La película es entonces una idea tan original como inclasificable: ¿es un falso documental por el pietaje que muestra, una ficción pura por la trama que relata o un filme experimental por las técnicas empleadas? Las etiquetas, sin embargo, pasan a segundo término ante una historia que se torna entrañable gracias a su capacidad para generar interés a partir de la falsa verdad, lograda con una pareja cuya reinvención cinematográfica es tan humana que resulta imposible no sentir algún tipo de conexión hacia ella. A ojos del espectador, no son personajes construidos para la ficción, sino personas comunes y corrientes que aciertan, erran, sueñan y padecen ante una serie de anhelos que se distorsionaron en el camino. La cineasta, en este sentido, presenta una historia de amor y desamor, que resulta creíble gracias a sus imperfecciones y cuyos continuos agridulces detonan reflexiones alrededor de la vida misma.
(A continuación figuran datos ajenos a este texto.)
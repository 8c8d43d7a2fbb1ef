use async_trait::async_trait;
use bytes::{Buf, BytesMut};
use tokio::io::{AsyncRead, AsyncReadExt, AsyncWrite, AsyncWriteExt};
use tokio::net::TcpStream;
use crate::{
    error::TransportError,
    packet::{FixedHeader, Packet, HEADER_LEN},
};

/// 连接接口 - 单个连接上的有序双向数据包通道
///
/// 连接只由一个处理者独占，从不共享。
#[async_trait]
pub trait Connection: Send {
    /// 发送数据包
    async fn send(&mut self, packet: Packet) -> Result<(), TransportError>;

    /// 接收下一个数据包
    ///
    /// 对端正常关闭时返回 `TransportError::Closed`
    async fn recv(&mut self) -> Result<Packet, TransportError>;

    /// 关闭连接
    async fn close(&mut self) -> Result<(), TransportError>;
}

/// 基于字节流的分帧连接
///
/// 任何 `AsyncRead + AsyncWrite` 都可以作为底层流：生产环境是 `TcpStream`，
/// 测试中可以是 `tokio::io::duplex`。
pub struct FramedConnection<S> {
    stream: S,
    read_buffer: BytesMut,
}

impl<S> FramedConnection<S>
where
    S: AsyncRead + AsyncWrite + Unpin + Send,
{
    pub fn new(stream: S) -> Self {
        Self {
            stream,
            read_buffer: BytesMut::with_capacity(8192),
        }
    }

    /// 尝试从缓冲区解析下一个完整数据包
    fn try_parse_next_packet(&mut self) -> Result<Option<Packet>, TransportError> {
        if self.read_buffer.len() < HEADER_LEN {
            return Ok(None);
        }

        let header = FixedHeader::from_bytes(&self.read_buffer[..HEADER_LEN])?;
        let total_len = HEADER_LEN + header.payload_len as usize;
        if self.read_buffer.len() < total_len {
            self.read_buffer.reserve(total_len - self.read_buffer.len());
            return Ok(None);
        }

        self.read_buffer.advance(HEADER_LEN);
        let payload = self.read_buffer.split_to(header.payload_len as usize).to_vec();
        Ok(Some(Packet { header, payload }))
    }
}

impl FramedConnection<TcpStream> {
    /// 包装TCP流，开启TCP_NODELAY
    pub fn from_tcp(stream: TcpStream) -> Result<Self, TransportError> {
        stream.set_nodelay(true)?;
        Ok(Self::new(stream))
    }

    /// 连接到服务器
    pub async fn connect(addr: &str, timeout: std::time::Duration) -> Result<Self, TransportError> {
        tracing::debug!("🔌 TCP客户端连接到: {}", addr);

        let stream = tokio::time::timeout(timeout, TcpStream::connect(addr))
            .await
            .map_err(|_| TransportError::timeout_error("connect", timeout))??;

        tracing::debug!("✅ TCP连接建立成功: {}", addr);
        Self::from_tcp(stream)
    }
}

#[async_trait]
impl<S> Connection for FramedConnection<S>
where
    S: AsyncRead + AsyncWrite + Unpin + Send,
{
    async fn send(&mut self, packet: Packet) -> Result<(), TransportError> {
        self.stream.write_all(&packet.to_bytes()).await?;
        self.stream.flush().await?;
        Ok(())
    }

    async fn recv(&mut self) -> Result<Packet, TransportError> {
        loop {
            if let Some(packet) = self.try_parse_next_packet()? {
                return Ok(packet);
            }

            let bytes_read = self.stream.read_buf(&mut self.read_buffer).await?;
            if bytes_read == 0 {
                if self.read_buffer.is_empty() {
                    return Err(TransportError::Closed);
                }
                return Err(TransportError::connection_error(
                    format!("peer closed mid-packet ({} bytes buffered)", self.read_buffer.len()),
                    false,
                ));
            }
        }
    }

    async fn close(&mut self) -> Result<(), TransportError> {
        self.stream.shutdown().await?;
        Ok(())
    }
}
Estos mensajes no se conforman con el nivel personal, sino que cobran potencia social gracias a las palabras de su narradora, una mujer cuyas ilusiones se estancan de cara a las presiones propias de su contexto, que la condenan a una vida no necesariamente de infelicidad, sino aquejada por las dudas de lo que pudo ser. Ella es duro reflejo de su tiempo, pero también una invitación a meditar cuánto han cambiado las cosas realmente tras el paso de las generaciones.
Para concretar estos objetivos, la realizadora demuestra una enorme visión, pero también gran destreza en el máximo aprovechamiento de distintos elementos: un guion estupendo, cuya honestidad es vital para la credibilidad; un silencio casi absoluto que respeta los videos en 16 mm y que prescinde de una voz en off para preservar la pureza de las palabras –interrumpido sólo por brevísimos instantes para garantizar una inmersión extrema–, y finalmente una selección del pietaje óptimo que le permite trasladar sus ideas a la pantalla. Todo se complementa, además, con un mínimo de secuencias rodadas por Nuria Giménez y que brinda un elegante toque de surrealismo al filme.
Estos elementos convierten a My Mexican Bretzel en un auténtico ensayo cinematográfico, que destila humanidad y con el que se demuestra el enorme poder de la imagen sobre la audiencia.